**Task**
Once the line with "always fails with" is found in the data, output it and each following line exactly, up to and including the line with "let author = AuthorInfo::new(author)?;", and nothing before or after.

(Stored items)
-- Opening Marker --

pub mod decimal;
pub mod errors;
pub mod events;
pub mod schedule;
pub mod service;
pub mod store;
pub mod types;

// re-export key types
pub use decimal::{Money, Rate};
pub use errors::{Result, ScheduleError};
pub use events::{Event, EventLog};
pub use schedule::{full_schedule, generate_schedule, month_summary, monthly_payment};
pub use service::LoanService;
pub use store::{LoanStore, MemoryStore};
pub use types::{
    Loan, LoanId, LoanTerms, MonthSummary, PaymentLine, ScheduleItem, User, UserId,
};

// re-export external dependencies that users will need
pub use chrono;
pub use hourglass_rs::{SafeTimeProvider, TimeSource};
pub use rust_decimal::Decimal;
pub use uuid::Uuid;
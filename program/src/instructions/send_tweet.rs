//! See [`process_send_tweet`].

use pinocchio::{
    account_info::AccountInfo,
    sysvars::{
        clock::Clock,
        rent::Rent,
        Sysvar,
    },
    ProgramResult,
};
use tweet_interface::{
    instructions::send_tweet::SendTweetInstructionData,
    state::tweet::{
        tweet_space,
        validate_tweet_fields,
        write_tweet,
    },
};

use crate::{
    context::send_tweet_context::SendTweetContext,
    debug,
};

/// Creates a new tweet account at the tweet account's address, funded by the author.
///
/// Every check runs before the account is created, so a failed instruction never leaves a partially
/// written tweet behind.
pub fn process_send_tweet(accounts: &[AccountInfo], instruction_data: &[u8]) -> ProgramResult {
    let ctx = SendTweetContext::load(accounts)?;
    let args = SendTweetInstructionData::unpack(instruction_data)?;
    validate_tweet_fields(args.topic, args.content)?;

    let account_space = tweet_space(args.topic.len(), args.content.len());
    let lamports_required = Rent::get()?.minimum_balance(account_space);

    pinocchio_system::instructions::CreateAccount {
        from: ctx.author.info,
        to: ctx.tweet_account.info,
        lamports: lamports_required,
        space: account_space as u64,
        owner: &crate::ID,
    }
    .invoke()?;

    let timestamp = Clock::get()?.unix_timestamp;
    let mut data = ctx.tweet_account.info.try_borrow_mut_data()?;
    write_tweet(
        &mut data,
        &ctx.author.signer,
        timestamp,
        args.topic,
        args.content,
    )?;

    debug!("tweet created, {} bytes", account_space);

    Ok(())
}
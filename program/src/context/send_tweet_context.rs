use pinocchio::account_info::AccountInfo;
use tweet_interface::error::TweetError;

use crate::validation::{
    author_info::AuthorInfo,
    system_program_info::SystemProgramInfo,
    uninitialized_account_info::UninitializedAccountInfo,
};

#[derive(Clone)]
pub struct SendTweetContext<'a> {
    pub tweet_account: UninitializedAccountInfo<'a>,
    pub author: AuthorInfo<'a>,
    pub _system_program: SystemProgramInfo<'a>,
}

impl<'a> SendTweetContext<'a> {
    /// The author is checked first so an unsigned request always fails with
    /// [`TweetError::Unauthorized`].
    pub fn load(accounts: &'a [AccountInfo]) -> Result<SendTweetContext<'a>, TweetError> {
        let [tweet_account, author, system_program, ..] = accounts else {
            return Err(TweetError::NotEnoughAccountKeys);
        };

        let author = AuthorInfo::new(author)?;
        let tweet_account = UninitializedAccountInfo::new(tweet_account)?;
        let _system_program = SystemProgramInfo::new(system_program)?;

        Ok(Self {
            tweet_account,
            author,
            _system_program,
        })
    }
}
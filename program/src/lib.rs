//! On-chain tweet program: a single `SendTweet` instruction that creates an immutable,
//! append-only tweet account.

#![no_std]

#[cfg(feature = "std")]
extern crate std;

mod context;
mod debug;
mod instructions;
mod validation;

#[cfg(not(feature = "no-entrypoint"))]
mod entrypoint;

pub use tweet_interface::program::ID;
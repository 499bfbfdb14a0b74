use mollusk_svm::result::Check;
use solana_program_error::ProgramError;
use tweet_interface::error::TweetError;

/// Extension trait for converting a [`TweetError`] directly into a [`Check`] that asserts
/// the instruction failed with that error.
pub trait IntoCheckFailure {
    fn into_check_failure(self) -> Check<'static>;
}

impl IntoCheckFailure for TweetError {
    fn into_check_failure(self) -> Check<'static> {
        Check::err(ProgramError::Custom(self as u32))
    }
}
use pinocchio::pubkey::Pubkey;

use crate::error::TweetError;

/// An identity that co-signed the current request.
///
/// The only way to obtain one is through [`VerifiedSigner::new`], so anything that takes a
/// `VerifiedSigner` can rely on the author check having already passed.
#[derive(Clone, Copy, Debug, PartialEq, Eq)]
pub struct VerifiedSigner(Pubkey);

impl VerifiedSigner {
    #[inline(always)]
    pub fn new(key: &Pubkey, is_signer: bool) -> Result<Self, TweetError> {
        if !is_signer {
            return Err(TweetError::Unauthorized);
        }
        Ok(Self(*key))
    }

    #[inline(always)]
    pub fn key(&self) -> &Pubkey {
        &self.0
    }
}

-- Closing Marker --

**Task answer**
    /// The author is checked first so an unsigned request always fails with
    /// [`TweetError::Unauthorized`].
    pub fn load(accounts: &'a [AccountInfo]) -> Result<SendTweetContext<'a>, TweetError> {
        let [tweet_account, author, system_program, ..] = accounts else {
            return Err(TweetError::NotEnoughAccountKeys);
        };

        let author = AuthorInfo::new(author)?;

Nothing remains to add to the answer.